Parece que se calmaron o se cansaron, no se los ve, pero capaz sea una trampa. Cuando tuvieron su momento de gloria estaban casi risueños, gozando, daban asco. Ahora se mueren de resentimiento, los ciega, solo por eso siguen ahí.
Los camiones con altavoces pasan a cada rato, nadie los escucha, como si no existieran o fueran un zumbido, una molestia más. Los que pudieron se fueron de entrada, algunos hasta alcanzaron a llevarse sus cosas, fue muy rápido todo. Ahora dicen que ya no se puede, que cortaron las rutas, andá a saber.
Justo un mes antes, yo estrenaba mi departamento, tomábamos cerveza en el balcón y un amigo decía que las grandes ciudades colapsan en tres días si se corta la luz, otro decía que eso era en el primer mundo, que no éramos una ciudad grande y que habíamos aguantado cosas peores. Todos los días me acuerdo de esa charla, en su momento fue casi aburrida, como cansada, pero me sirvió mucho. A veces también me pregunto qué habrá sido de ellos. La luz cada tanto vuelve, también el agua, pero cada vez menos.
Los saqueos empezaron a los tres días, los supermercados y las ferreterías. Cuando llegó el ejército, tal como imaginaba, lo primero que aseguraron fueron las armerías, las vaciaron en una noche, extrañamente a nadie se le había ocurrido eso, sino sería bastante peor, qué se yo, la verdad es que cuesta pensar ese tipo de cosas. Pero bueno, las peleas con palos o cuchillo son mucho más vistosas y entretenidas, por un rato, claro, después ya cansan, como todo.

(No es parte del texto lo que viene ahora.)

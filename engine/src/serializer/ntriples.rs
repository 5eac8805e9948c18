//! N-Triples serializer for the provenance graph.
//!
//! Produces one triple per line with absolute IRIs. Package-relative
//! identifiers (`./`, `Data/run.csv`) are resolved against a base IRI.

use url::Url;

use crate::graph::{Graph, LiteralTag, Node, Term};

use super::escape;

/// Serializes `graph` to an N-Triples string, resolving relative IRIs against `base`.
///
/// An IRI that is neither absolute nor resolvable is written as it is.
#[must_use]
pub fn to_ntriples(graph: &Graph, base: &str) -> String {
    let base = Url::parse(base).ok();
    let mut out = String::with_capacity(graph.len() * 128);
    for t in graph {
        let subject = node(&t.subject, base.as_ref());
        let object = match &t.object {
            Term::Node(n) => node(n, base.as_ref()),
            Term::Literal(lit) => {
                let value = escape(lit.value());
                match lit.tag() {
                    LiteralTag::Plain => format!("\"{value}\""),
                    LiteralTag::Language(lang) => format!("\"{value}\"@{lang}"),
                    LiteralTag::Datatype(dt) => format!("\"{value}\"^^<{dt}>"),
                }
            }
        };
        triple(&mut out, &subject, t.predicate.as_str(), &object);
    }
    out
}

fn triple(out: &mut String, subj: &str, pred: &str, obj: &str) {
    out.push_str(subj);
    out.push_str(" <");
    out.push_str(pred);
    out.push_str("> ");
    out.push_str(obj);
    out.push_str(" .\n");
}

fn node(node: &Node, base: Option<&Url>) -> String {
    match node {
        Node::Iri(iri) => format!("<{}>", absolute(iri.as_str(), base)),
        Node::Blank(label) => format!("_:{label}"),
    }
}

fn absolute(iri: &str, base: Option<&Url>) -> String {
    if Url::parse(iri).is_ok() {
        return iri.to_owned();
    }
    base.and_then(|b| b.join(iri).ok())
        .map_or_else(|| iri.to_owned(), String::from)
}

#[cfg(test)]
mod tests {
    use super::*;
    use crate::graph::{Iri, Literal};
    use eln_vocab::iris;

    const BASE: &str = "https://example.org/eln/42/";

    fn graph() -> Graph {
        let mut g = Graph::new();
        let root = Iri::new("./");
        g.insert(&root, iris::RDF_TYPE, Iri::new(iris::SCHEMA_DATASET));
        g.insert(&root, iris::SCHEMA_HAS_PART, Iri::new("Data/run%201.csv"));
        g.insert(
            Iri::new("https://example.org/eln/42/preparation/1"),
            iris::SCHEMA_DESCRIPTION,
            Literal::lang("Add \"PBS\"\\nthen wait", "en"),
        );
        g
    }

    #[test]
    fn produces_non_empty_ntriples() {
        let nt = to_ntriples(&graph(), BASE);
        assert_eq!(nt.lines().count(), 3);
    }

    #[test]
    fn every_line_ends_with_period() {
        let nt = to_ntriples(&graph(), BASE);
        for line in nt.lines() {
            assert!(line.ends_with(" ."), "Line does not end with ' .': {line}");
        }
    }

    #[test]
    fn relative_iris_are_resolved() {
        let nt = to_ntriples(&graph(), BASE);
        assert!(nt.contains("<https://example.org/eln/42/> <http://schema.org/hasPart> <https://example.org/eln/42/Data/run%201.csv> ."));
    }

    #[test]
    fn literals_are_escaped() {
        let nt = to_ntriples(&graph(), BASE);
        assert!(nt.contains(r#""Add \"PBS\"\\nthen wait"@en"#));
    }
}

En los supermercados grandes donde queda algo, el ejército organiza los vaciamientos, se puede entrar por turno y con dos bolsas, solo una vez al día, las colas son interminables, no sé cómo hacen pero esos controles funcionan. Nadie duda mucho en meterte un tiro, supongo que eso ayuda.
Con lo que sacaron de las ferreterías, los que tenían patio de tierra hicieron sus pozos y tuvieron enseguida un alivio grande, pero les duró poco y nada. La mierda empezó a brotar de la tierra, como antes de las bocacalles, las cloacas y los inodoros.
Por un buen tiempo se dijo que la ciudad no daba abasto para tanto edificio, que la infraestructura y qué se yo cuánto. Capaz de tanto repetirlo dejó de tomarse en serio, mientras los edificios se siguieron construyendo. Éste, sin ir más lejos, por suerte es bastante nuevo. Las puertas son seguras y nos turnamos para cuidar la entrada. Tenemos tantos fierros que nadie se anima. Todos los días agradezco esa charla en el balcón, me pregunto si habrá sido casualidad o no, ese día les dije que lo primero que había hacer era robar muchas armas y muchas balas, ojalá se hayan acordado. Acá soy el vecino más querido.
Aunque no lo hubiera creído, el olor es lo de menos, uno se acostumbra enseguida. Cada tanto pienso un segundo si soy yo el que está haciendo esto, pero como todo el mundo, sé que ya no soy el que era. A veces parece una pesadilla, pero también hay momentos en que uno se siente vivo como nunca antes, como si todo fuera por fin más auténtico, más verdadero. Además, lo que afuera es guerra, adentro es hermandad. Este, por ejemplo, es un momento lindo, hace varios días que a los de abajo se les terminaron las balas, solo tiran piedras con boleadoras, a los pisos más altos casi nunca llegan. Ahora están callados o se cansaron, en cambio nosotros, agazapados y atentos, cada uno en su ventana, esperamos ansiosos la señal, esa frase que empezó como chiste y ahora es estandarte. Faltan solo dos minutos para que el conserje, desde la terraza, lance su furioso grito. Los baldes en las manos traen un fugaz recuerdo de carnaval.